Jesus sendo Filho de Deus também é Deus juntamente com o Pai. Como Deus ele sempre existiu. Deus quis enviar Jesus para ficar mais perto de nós e morar conosco. Maria disse sim a Deus, aceitou ficar grávida pelo poder do Espírito Santo. Então Jesus nasceu e se tornou também humano. Ele é divino e humano. Acreditamos que Maria é a mãe de Jesus e que ela sempre foi e ficou virgem.
c) “padeceu sob Pôncio Pilatos, foi crucificado, morto e sepultado”
Jesus cresceu e fez muitas coisas, mas muita gente ficou incomodada com o que ele fazia e dizia. Por isso foi condenado à morte. Quem o condenou a pedido das autoridades do povo foi o representante do poder romano que governava na época que chamava Pôncio Pilatos. Jesus morreu na cruz e foi sepultado.
d) “desceu à mansão dos mortos; ressuscitou ao terceiro dia; subiu aos Céus; está sentado à direita de Deus Pai todo-poderoso, de onde há de vir julgar os vivos e os mortos.”
Ao dizer que Jesus desceu à mansão dos mortos afirmamos que verdadeiramente Jesus morreu. Que ele era humano como nós. Mas vence a morte pelo poder de Deus que o ressuscita. Jesus volta a viver de uma forma diferente: ressuscitado. Nós não acreditamos em reencarnação porque Jesus é o nosso modelo e assim como ele ressuscitou também nós ressuscitaremos. Depois da ressurreição Jesus apareceu para os discípulos e subiu para junto do Pai onde está com Ele. Nós esperamos a sua volta e o dia em que seremos julgados por Ele.
Qual dessas afirmações nos chamou mais atenção? Por quê?

5. Oração Final e Encerramento
         Resposta à Palavra
- O que a Palavra de Deus me leva a dizer a Jesus, a Deus?

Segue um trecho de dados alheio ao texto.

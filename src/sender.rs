//! Sender-side orchestration: ships the source file list, ingests the
//! destination's verdicts and block signatures, then streams one delta
//! per changed file.

use std::path::PathBuf;

use anyhow::{anyhow, bail, Context, Result};
use bytes::Bytes;
use tokio::io::{AsyncRead, AsyncWrite};
use tokio::sync::mpsc;
use tokio::task;
use tracing::debug;

use crate::delta::{self, index_sums, SumIndex};
use crate::proto::{
    BlockSum, DstFile, DstFileType, FileListHdr, FileListType, RecordTag, SrcFile, WireReader,
    WireWriter,
};

/// One source entry plus the destination state learned for it during
/// the list exchange.
#[derive(Debug, Default)]
pub struct SenderSrcFile {
    pub src: SrcFile,
    pub dst: DstFile,
    pub sums: SumIndex,
}

impl From<SrcFile> for SenderSrcFile {
    fn from(src: SrcFile) -> Self {
        Self {
            src,
            dst: DstFile::default(),
            sums: SumIndex::new(),
        }
    }
}

/// Writes the sender file list header and entries, in list order.
pub async fn send_src_file_list<W: AsyncWrite + Unpin>(
    w: &mut WireWriter<W>,
    list: &[SenderSrcFile],
    delete_extra: bool,
) -> Result<()> {
    let hdr = FileListHdr {
        num_files: list.len() as u32,
        list_type: FileListType::Sender,
        delete_extra,
    };
    w.write_bytes(&hdr.encode())
        .await
        .context("sending src list header failed")?;
    for f in list {
        w.write_bytes(&f.src.encode())
            .await
            .context("sending src list failed")?;
    }
    w.flush().await
}

/// Reads the destination list that answers our source list, filling in
/// each entry's verdict and weak-hash signature index. Returns how many
/// entries are not identical, i.e. how many delta streams follow.
pub async fn recv_dst_file_list<R: AsyncRead + Unpin>(
    r: &mut WireReader<R>,
    list: &mut [SenderSrcFile],
) -> Result<usize> {
    let hdr = FileListHdr::decode(r.expect(RecordTag::FileListHdr).await?)
        .context("failed to recv dst header")?;
    if hdr.list_type != FileListType::Receiver {
        bail!("invalid dst list type: {:?}", hdr.list_type);
    }
    if hdr.num_files as usize != list.len() {
        bail!(
            "dst list length mismatch: got {}, want {}",
            hdr.num_files,
            list.len()
        );
    }
    let mut nr_changed = 0;
    for (i, f) in list.iter_mut().enumerate() {
        let dst = DstFile::decode(r.expect(RecordTag::DstFile).await?)
            .context("failed to recv dst list")?;
        if dst.id as usize != i {
            bail!("dst file invalid id: got {}, want {}", dst.id, i);
        }
        if dst.typ != DstFileType::Identical {
            nr_changed += 1;
        }
        let nr_blocks = dst.num_chunks();
        let mut sums = Vec::with_capacity(nr_blocks as usize);
        for _ in 0..nr_blocks {
            let bs = BlockSum::decode(r.expect(RecordTag::BlockSum).await?)
                .context("recving block sum failed")?;
            sums.push(bs);
        }
        f.dst = dst;
        f.sums = index_sums(sums);
    }
    Ok(nr_changed)
}

pub struct Sender {
    pub root: PathBuf,
}

impl Sender {
    pub fn new(root: impl Into<PathBuf>) -> Self {
        Self { root: root.into() }
    }

    /// Streams a delta for every non-identical, non-directory entry.
    /// Generation is blocking (file reads plus hashing), so each file
    /// runs under `spawn_blocking`, feeding pre-encoded bytes through a
    /// channel that this task drains onto the wire.
    pub async fn send_block_desc_list<W: AsyncWrite + Unpin>(
        &self,
        w: &mut WireWriter<W>,
        list: &mut [SenderSrcFile],
    ) -> Result<()> {
        for (i, f) in list.iter_mut().enumerate() {
            if f.dst.typ == DstFileType::Identical || f.src.is_dir() {
                continue;
            }
            debug!("sending delta for {}", f.src.path);
            let path = self.root.join(&f.src.path);
            let id = i as u32;
            let size = f.src.size;
            let dst = f.dst;
            let sums = std::mem::take(&mut f.sums);

            let (tx, mut rx) = mpsc::unbounded_channel::<Bytes>();
            let generate = task::spawn_blocking(move || -> Result<()> {
                let file = std::fs::File::open(&path)
                    .with_context(|| format!("failed to open {}", path.display()))?;
                let reader = std::io::BufReader::new(file);
                let emit = |b: Bytes| tx.send(b).map_err(|_| anyhow!("delta channel closed"));
                match dst.typ {
                    DstFileType::NotExist => delta::send_new_file(reader, id, size, emit),
                    DstFileType::Similar => {
                        delta::send_partial(reader, id, size, &dst, &sums, emit)
                    }
                    DstFileType::Identical => unreachable!("identical files are skipped"),
                }
            });

            while let Some(b) = rx.recv().await {
                w.write_bytes(&b).await?;
            }
            generate.await.context("delta task panicked")??;
        }
        w.flush().await
    }
}

#[cfg(test)]
mod tests {
    use super::*;
    use crate::proto::BlockSum;

    fn src(path: &str, size: u64) -> SenderSrcFile {
        SenderSrcFile::from(SrcFile {
            path: path.to_string(),
            uid: 1000,
            gid: 1000,
            mode: 0o100644,
            size,
            mtime_sec: 1700000000,
            mtime_nsec: 0,
        })
    }

    #[tokio::test]
    async fn test_src_list_roundtrip_frames() {
        let (a, b) = tokio::io::duplex(1 << 16);
        let mut w = WireWriter::new(a);
        let mut r = WireReader::new(b);

        let list = vec![src("path/to/file1.bin", 233348971), src("uboot.dtb", 4329918)];
        send_src_file_list(&mut w, &list, true).await.unwrap();

        let hdr = FileListHdr::decode(r.expect(RecordTag::FileListHdr).await.unwrap()).unwrap();
        assert_eq!(hdr.num_files, 2);
        assert_eq!(hdr.list_type, FileListType::Sender);
        assert!(hdr.delete_extra);
        for f in &list {
            let got = SrcFile::decode(r.expect(RecordTag::SrcFile).await.unwrap()).unwrap();
            assert_eq!(got, f.src);
        }
    }

    #[tokio::test]
    async fn test_recv_dst_list_builds_index() {
        let (a, b) = tokio::io::duplex(1 << 16);
        let mut w = WireWriter::new(a);
        let mut r = WireReader::new(b);

        let hdr = FileListHdr {
            num_files: 3,
            list_type: FileListType::Receiver,
            delete_extra: false,
        };
        w.write_bytes(&hdr.encode()).await.unwrap();
        // similar file with two blocks, one of them a weak-hash duplicate
        w.write_bytes(
            &DstFile {
                id: 0,
                chunk_size: 8,
                size: 12,
                typ: DstFileType::Similar,
            }
            .encode(),
        )
        .await
        .unwrap();
        w.write_bytes(&BlockSum { rsum: 7, csum: [1; 16] }.encode()).await.unwrap();
        w.write_bytes(&BlockSum { rsum: 7, csum: [2; 16] }.encode()).await.unwrap();
        w.write_bytes(
            &DstFile {
                id: 1,
                chunk_size: 0,
                size: 0,
                typ: DstFileType::NotExist,
            }
            .encode(),
        )
        .await
        .unwrap();
        w.write_bytes(
            &DstFile {
                id: 2,
                chunk_size: 0,
                size: 0,
                typ: DstFileType::Identical,
            }
            .encode(),
        )
        .await
        .unwrap();
        w.flush().await.unwrap();

        let mut list = vec![src("a", 20), src("b", 9), src("c", 5)];
        let nr_changed = recv_dst_file_list(&mut r, &mut list).await.unwrap();
        assert_eq!(nr_changed, 2);
        assert_eq!(list[0].dst.typ, DstFileType::Similar);
        // duplicate weak hash collapsed to the first block
        assert_eq!(list[0].sums.len(), 1);
        assert_eq!(list[0].sums[&7].id, 0);
        assert_eq!(list[0].sums[&7].csum, [1; 16]);
        assert_eq!(list[1].dst.typ, DstFileType::NotExist);
        assert_eq!(list[2].dst.typ, DstFileType::Identical);
    }

    #[tokio::test]
    async fn test_recv_dst_list_rejects_bad_id() {
        let (a, b) = tokio::io::duplex(1 << 16);
        let mut w = WireWriter::new(a);
        let mut r = WireReader::new(b);

        let hdr = FileListHdr {
            num_files: 1,
            list_type: FileListType::Receiver,
            delete_extra: false,
        };
        w.write_bytes(&hdr.encode()).await.unwrap();
        w.write_bytes(
            &DstFile {
                id: 5,
                chunk_size: 0,
                size: 0,
                typ: DstFileType::Identical,
            }
            .encode(),
        )
        .await
        .unwrap();
        w.flush().await.unwrap();

        let mut list = vec![src("a", 1)];
        let err = recv_dst_file_list(&mut r, &mut list).await.unwrap_err();
        assert!(err.to_string().contains("invalid id"));
    }

    #[tokio::test]
    async fn test_recv_dst_list_rejects_sender_type() {
        let (a, b) = tokio::io::duplex(1 << 16);
        let mut w = WireWriter::new(a);
        let mut r = WireReader::new(b);

        let hdr = FileListHdr {
            num_files: 0,
            list_type: FileListType::Sender,
            delete_extra: false,
        };
        w.write_bytes(&hdr.encode()).await.unwrap();
        w.flush().await.unwrap();

        let mut list = vec![];
        assert!(recv_dst_file_list(&mut r, &mut list).await.is_err());
    }
}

(É importante incentivar as crianças a falar com Jesus (em casa e no encontro), propondo também orações espontâneas.
Oração a Jesus Cristo

“Meu querido Jesus, Vós sois, a face do Pai Santíssimo, meu Deus misericordiosíssimo, meu Rei infinitamente grande; sois meu boníssimo Pastor, meu único Mestre, um auxílio cheio de bondade, meu Deus bem-amado de uma beleza maravilhosa, meu Pão vivo descido dos céus, meu Sacerdote Eterno, meu guia para a Pátria Celeste, minha verdadeira luz, minha santa doçura, meu reto caminho, minha sapiência, minha pura simplicidade, minha paz e concórdia; sois, enfim, toda a minha salvaguarda, minha herança preciosa, minha eterna salvação... Ó, Jesus Cristo, amável Senhor, por que, em toda a minha vida, não amei, por que não desejei outro tesouro senão Vós? Onde estava eu quando não pensava em Vós? Ah, que pelo menos a partir deste momento meu coração só deseje a Vós e por Vós se abrase, Senhor Jesus! Desejos de minha alma, correi, que já bastante tardastes; apressai-Vos para o fim a que aspirais; procurai em verdade Aquele que procurais. Ó, doce Jesus, sede o amor, as delícias, a admiração de todo coração dignamente consagrado a Vossa Majestade. Deus de meu coração e minha partilha sagrada, Jesus Cristo, que em Vós meu coração desfaleça, e sede Vós mesmo a minha vida. Acenda-se em minha alma a brasa ardente de Vosso amor e se converta num incêndio todo divino, a arder para sempre no altar de meu coração; que inflame o íntimo de meu ser e abrase o âmago de minha alma, para que no dia de minha morte eu apareça diante de Vós inteiramente consumido em Vosso amor... Amém!”